Quote every line of the material beneath this one.

--*--

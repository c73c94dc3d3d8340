// Keyward — Sync ledger
//
// Last fingerprint pushed per (destination, name). Lets reconcile skip
// unchanged values without ever storing plaintext.

use std::collections::HashMap;

use chrono::{DateTime, Utc};
use rusqlite::params;

use crate::enclave::Fingerprint;
use crate::store::{SharedDatabase, StoreError};

#[derive(Clone)]
pub struct SyncLedger {
    db: SharedDatabase,
}

impl SyncLedger {
    pub fn new(db: SharedDatabase) -> Self {
        Self { db }
    }

    pub fn for_destination(&self, destination: &str) -> Result<HashMap<String, Fingerprint>, StoreError> {
        self.db.with_conn(|conn| {
            let mut stmt = conn.prepare(
                "SELECT credential_name, value_hash FROM sync_ledger WHERE destination_id = ?1",
            )?;
            let rows = stmt.query_map(params![destination], |row| {
                let name: String = row.get(0)?;
                let hash: String = row.get(1)?;
                Ok((name, Fingerprint::from_stored(hash)))
            })?;

            let mut pushed = HashMap::new();
            for row in rows {
                let (name, hash) = row?;
                pushed.insert(name, hash);
            }
            Ok(pushed)
        })
    }

    pub fn record(
        &self,
        destination: &str,
        name: &str,
        hash: &Fingerprint,
        pushed_at: DateTime<Utc>,
    ) -> Result<(), StoreError> {
        self.db.with_conn(|conn| {
            conn.execute(
                "INSERT INTO sync_ledger (destination_id, credential_name, value_hash, pushed_at)
                 VALUES (?1, ?2, ?3, ?4)
                 ON CONFLICT(destination_id, credential_name) DO UPDATE SET
                    value_hash = excluded.value_hash,
                    pushed_at = excluded.pushed_at",
                params![destination, name, hash.as_str(), pushed_at.to_rfc3339()],
            )
        })?;
        Ok(())
    }
}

--*--

**Solved problem:**
repository c73c94dc3d3d8340
// Keyward — Sync ledger
//
// Last fingerprint pushed per (destination, name). Lets reconcile skip
// unchanged values without ever storing plaintext.

use std::collections::HashMap;

use chrono::{DateTime, Utc};
use rusqlite::params;

use crate::enclave::Fingerprint;
use crate::store::{SharedDatabase, StoreError};

#[derive(Clone)]
pub struct SyncLedger {
    db: SharedDatabase,
}

impl SyncLedger {
    pub fn new(db: SharedDatabase) -> Self {
        Self { db }
    }

    pub fn for_destination(&self, destination: &str) -> Result<HashMap<String, Fingerprint>, StoreError> {
        self.db.with_conn(|conn| {
            let mut stmt = conn.prepare(
                "SELECT credential_name, value_hash FROM sync_ledger WHERE destination_id = ?1",
            )?;
            let rows = stmt.query_map(params![destination], |row| {
                let name: String = row.get(0)?;
                let hash: String = row.get(1)?;
                Ok((name, Fingerprint::from_stored(hash)))
            })?;

            let mut pushed = HashMap::new();
            for row in rows {
                let (name, hash) = row?;
                pushed.insert(name, hash);
            }
            Ok(pushed)
        })
    }

    pub fn record(
        &self,
        destination: &str,
        name: &str,
        hash: &Fingerprint,
        pushed_at: DateTime<Utc>,
    ) -> Result<(), StoreError> {
        self.db.with_conn(|conn| {
            conn.execute(
                "INSERT INTO sync_ledger (destination_id, credential_name, value_hash, pushed_at)
                 VALUES (?1, ?2, ?3, ?4)
                 ON CONFLICT(destination_id, credential_name) DO UPDATE SET
                    value_hash = excluded.value_hash,
                    pushed_at = excluded.pushed_at",
                params![destination, name, hash.as_str(), pushed_at.to_rfc3339()],
            )
        })?;
        Ok(())
    }
}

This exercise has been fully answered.